Learning more about Rev. Gilbert’s story as Baylor’s first Black graduate was also profoundly moving and inspiring for Jaramillo, who recalls hearing it the first time at Trailblazer orientation.

“When I learned what Robert Gilbert went through as student, what he endured to pave the path for people behind him to come to Baylor — that made me realize that ›
I can’t expect change to happen around me if I’m afraid to pursue it myself,” Jaramillo said. “My experiences with the Trailblazers helped me to realize not only what Baylor has to offer me, but what I have to offer Baylor. I want to be an example to people who are in the same boat I was in, and hopefully I can serve as a guide to help them know they’re not alone.”

Giving back begins now

Jaramillo won’t have to wait for the opportunity to tangibly fulfill his desire to pay forward the encouragement and support he was given in his first year as a Trailblazer. Part of the agreement each student makes upon entry to the program is a commitment to mentor future Trailblazer Scholars. And according to Beverly, mentorship is already beginning this year as the second cohort of Trailblazer Scholars joins the first, doubling the group’s size.

The goal is 25 new Scholars to be selected each year until the program reaches its cap of maintaining 80-100 Trailblazer Scholars on campus at a time.

Fall 2022 Dalshawn Jones
Dalshawn Jones

Dalshawn Jones (BA ’22), who became a Trailblazer scholar during his senior year at Baylor, has high expectations of what his former cohort will accomplish even in the next few years. Having served as a Baylor Community Leader and a student representative of the Cultural Humility committee in Campus Living and Learning, Jones spent a significant amount of his time at Baylor counseling students who were struggling.

“I saw a lot of areas where minority students felt misplaced by attending this university,” Jones said. “But with this program, I know that’s going to change because my cohort that is still there on campus is just incredible.”

“This experience with the Trailblazers opened up something in me that I’m going to be able to carry with me for the rest of my life.”

Dalshawn Jones, Trailblazer Scholar

Jones, a first-generation college graduate who is now headed to graduate school, not only plans to do his part to mentor future Baylor Trailblazers, but also plans to make his career in working to promote diversity, equity and inclusion in higher education.

“This experience with the Trailblazers opened up something in me that I’m going to be able to carry with me for the rest of my life,” Jones said.

And what does Jones cite as the most formative part of his year as a Trailblazer? Learning from and working with the Baylor Multicultural Affairs staff.

“Being able to get advice from these amazing individuals who were down the road in their careers — I was just taking it all in,” Jones said. “They challenged my perspectives, gave good information, and helped me evolve. Honestly, they were some of my number one supporters my entire last year at Baylor.”
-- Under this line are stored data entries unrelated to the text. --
//! Value conversion between lua and the host
//!
//! Conversions work on owned mlua values rather than absolute stack slots, so
//! they stay correct at any nesting depth of guest/host calls. A failed
//! conversion drops whatever it already acquired, releasing the registry slots.

use crate::error::{BridgeError, MarshalError};
use crate::host;
use crate::proxy::{LuaFunction, LuaTable};
use crate::reference::PersistentRef;
use crate::session::SessionInner;
use crate::value::HostValue;
use mlua::{AnyUserData, MultiValue, Value};

// 2^63 as f64; the largest float below it is the top of the i64 range.
pub(crate) const I64_BOUND: f64 = 9_223_372_036_854_775_808.0;

/// Map one lua value to its nearest host representation.
pub(crate) fn to_host(session: &SessionInner, value: Value) -> Result<HostValue, BridgeError> {
    Ok(match value {
        Value::Nil => HostValue::Nil,
        Value::Boolean(b) => HostValue::Bool(b),
        Value::Integer(i) => HostValue::Int(i),
        Value::Number(n) => number_to_host(n),
        Value::String(s) => HostValue::Bytes(s.as_bytes().to_vec()),
        Value::Function(f) => {
            HostValue::Function(LuaFunction::new(PersistentRef::acquire(session, Value::Function(f))?))
        }
        Value::Table(t) => {
            HostValue::Table(LuaTable::new(PersistentRef::acquire(session, Value::Table(t))?))
        }
        Value::UserData(ud) => userdata_to_host(session, ud)?,
        // error objects raised by host callbacks and caught by `pcall`
        Value::Error(err) => HostValue::Bytes(err.to_string().into_bytes()),
        other => {
            return Err(MarshalError::UnsupportedGuestType {
                type_name: other.type_name(),
            }
            .into())
        }
    })
}

/// Map one host value to exactly one lua value.
pub(crate) fn to_guest(session: &SessionInner, value: &HostValue) -> Result<Value, BridgeError> {
    Ok(match value {
        HostValue::Nil => Value::Nil,
        HostValue::Bool(b) => Value::Boolean(*b),
        HostValue::Int(i) => Value::Integer(*i),
        HostValue::Float(f) => Value::Number(*f),
        HostValue::Bytes(bytes) => Value::String(session.lua().create_string(bytes)?),
        HostValue::Function(function) => function.reference().push::<Value>(session)?,
        HostValue::Table(table) => table.reference().push::<Value>(session)?,
        HostValue::Callable(function) => {
            Value::UserData(host::function::install(session, function.clone())?)
        }
        HostValue::Object(object) => Value::UserData(host::object::install(session, object.clone())?),
        HostValue::Opaque { type_name, .. } => {
            return Err(MarshalError::UnsupportedHostType { type_name }.into())
        }
    })
}

pub(crate) fn to_host_multi(
    session: &SessionInner,
    values: MultiValue,
) -> Result<Vec<HostValue>, BridgeError> {
    values.into_iter().map(|value| to_host(session, value)).collect()
}

pub(crate) fn to_guest_multi(
    session: &SessionInner,
    values: &[HostValue],
) -> Result<MultiValue, BridgeError> {
    let values = values
        .iter()
        .map(|value| to_guest(session, value))
        .collect::<Result<Vec<_>, _>>()?;
    Ok(MultiValue::from_vec(values))
}

/// Integral floats inside the i64 range become `Int`.
fn number_to_host(n: f64) -> HostValue {
    if n.fract() == 0.0 && (-I64_BOUND..I64_BOUND).contains(&n) {
        HostValue::Int(n as i64)
    } else {
        HostValue::Float(n)
    }
}

/// Host handles unwrap to themselves; any other userdata becomes a proxy.
fn userdata_to_host(session: &SessionInner, ud: AnyUserData) -> Result<HostValue, BridgeError> {
    if let Some(function) = host::function::unwrap(&ud) {
        return Ok(HostValue::Callable(function));
    }
    if let Some(object) = host::object::unwrap(&ud) {
        return Ok(HostValue::Object(object));
    }
    Ok(HostValue::Table(LuaTable::new(PersistentRef::acquire(
        session,
        Value::UserData(ud),
    )?)))
}

#[cfg(test)]
mod tests {
    use super::*;
    use crate::{HostFunction, Namespace, Session};

    fn round_trip(session: &Session, value: HostValue) -> HostValue {
        let inner = session.inner();
        let guest = to_guest(inner, &value).unwrap();
        to_host(inner, guest).unwrap()
    }

    #[test]
    fn scalars_round_trip() {
        let session = Session::new().unwrap();
        for value in [
            HostValue::Nil,
            HostValue::Bool(true),
            HostValue::Bool(false),
            HostValue::Int(0),
            HostValue::Int(i64::MIN),
            HostValue::Int(i64::MAX),
            HostValue::Float(0.5),
            HostValue::Float(-1e300),
            HostValue::from("plain"),
            HostValue::Bytes(vec![0, 159, 146, 150, 0]),
        ] {
            assert_eq!(round_trip(&session, value.clone()), value);
        }
        assert_eq!(session.stats().live_references, 0);
    }

    #[test]
    fn guest_scalars_round_trip() {
        let session = Session::new().unwrap();
        let values = session
            .eval("return nil, true, 42, 0.25, 'text', 3.0")
            .unwrap();
        assert_eq!(
            values,
            vec![
                HostValue::Nil,
                HostValue::Bool(true),
                HostValue::Int(42),
                HostValue::Float(0.25),
                HostValue::from("text"),
                HostValue::Int(3),
            ]
        );
        assert!(matches!(values[5], HostValue::Int(3)));

        let inner = session.inner();
        let echoed = session.eval("return 0.25, 'text'").unwrap();
        let guest = to_guest_multi(inner, &echoed).unwrap();
        assert_eq!(to_host_multi(inner, guest).unwrap(), echoed);
    }

    #[test]
    fn floats_outside_integer_range_stay_floats() {
        assert!(matches!(number_to_host(1e19), HostValue::Float(_)));
        assert!(matches!(number_to_host(-1e19), HostValue::Float(_)));
        assert!(matches!(number_to_host(f64::NAN), HostValue::Float(_)));
        assert!(matches!(number_to_host(f64::INFINITY), HostValue::Float(_)));
        assert!(matches!(number_to_host(-9.223372036854775808e18), HostValue::Int(i64::MIN)));
        assert!(matches!(number_to_host(7.0), HostValue::Int(7)));
    }

    #[test]
    fn guest_threads_are_unsupported() {
        let session = Session::new().unwrap();
        session.open_libraries().unwrap();
        let err = session
            .eval("return coroutine.create(function() end)")
            .unwrap_err();
        assert!(matches!(
            err,
            BridgeError::Marshal(MarshalError::UnsupportedGuestType { type_name: "thread" })
        ));
    }

    #[test]
    fn failed_multi_conversion_releases_partial_work() {
        let session = Session::new().unwrap();
        session.open_libraries().unwrap();
        let err = session
            .eval("return {}, function() end, coroutine.running()")
            .unwrap_err();
        assert!(matches!(err, BridgeError::Marshal(_)));
        assert_eq!(session.stats().live_references, 0);
        assert_eq!(session.stats().call_depth, 0);
    }

    #[test]
    fn host_handles_come_back_unchanged() {
        let session = Session::new().unwrap();
        let function = HostValue::Callable(HostFunction::new("noop", |_| Ok(vec![])));
        let object = HostValue::object(Namespace::new("Thing"));

        assert_eq!(round_trip(&session, function.clone()), function);
        assert_eq!(round_trip(&session, object.clone()), object);
    }

    #[test]
    fn proxies_are_bound_to_their_session() {
        let first = Session::new().unwrap();
        let second = Session::new().unwrap();
        let table = first.eval("return {}").unwrap().remove(0);

        let err = second.set_global("stolen", table).unwrap_err();
        assert!(matches!(err, BridgeError::Marshal(MarshalError::ForeignReference)));
    }

    #[test]
    fn proxy_from_torn_down_session_is_dangling_elsewhere() {
        let first = Session::new().unwrap();
        let second = Session::new().unwrap();
        let table = first.eval("return {}").unwrap().remove(0);
        drop(first);

        let err = second.set_global("orphan", table.clone()).unwrap_err();
        assert!(matches!(err, BridgeError::DanglingReference), "{err:?}");
        assert!(err.is_fatal());

        let receiver = second.eval("return {}").unwrap().remove(0);
        let err = receiver.as_table().unwrap().set_item("orphan", table).unwrap_err();
        assert!(matches!(err, BridgeError::DanglingReference), "{err:?}");
        assert_eq!(second.stats().call_depth, 0);
    }
}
As much as the Multicultural Affairs staff sought to serve and support that first group of scholars, Beverly feels that the students themselves were the key guides in the successful launch of the program.

“This first group of students was just amazing,” Beverly said. “They were teaching us even as we worked to roll out the program. They showed us, in real time, what will work best for the next group.”

Leading while learning. Seems only fitting for students who have been tasked with — and feel called to — blazing the trail for an even better Baylor ahead.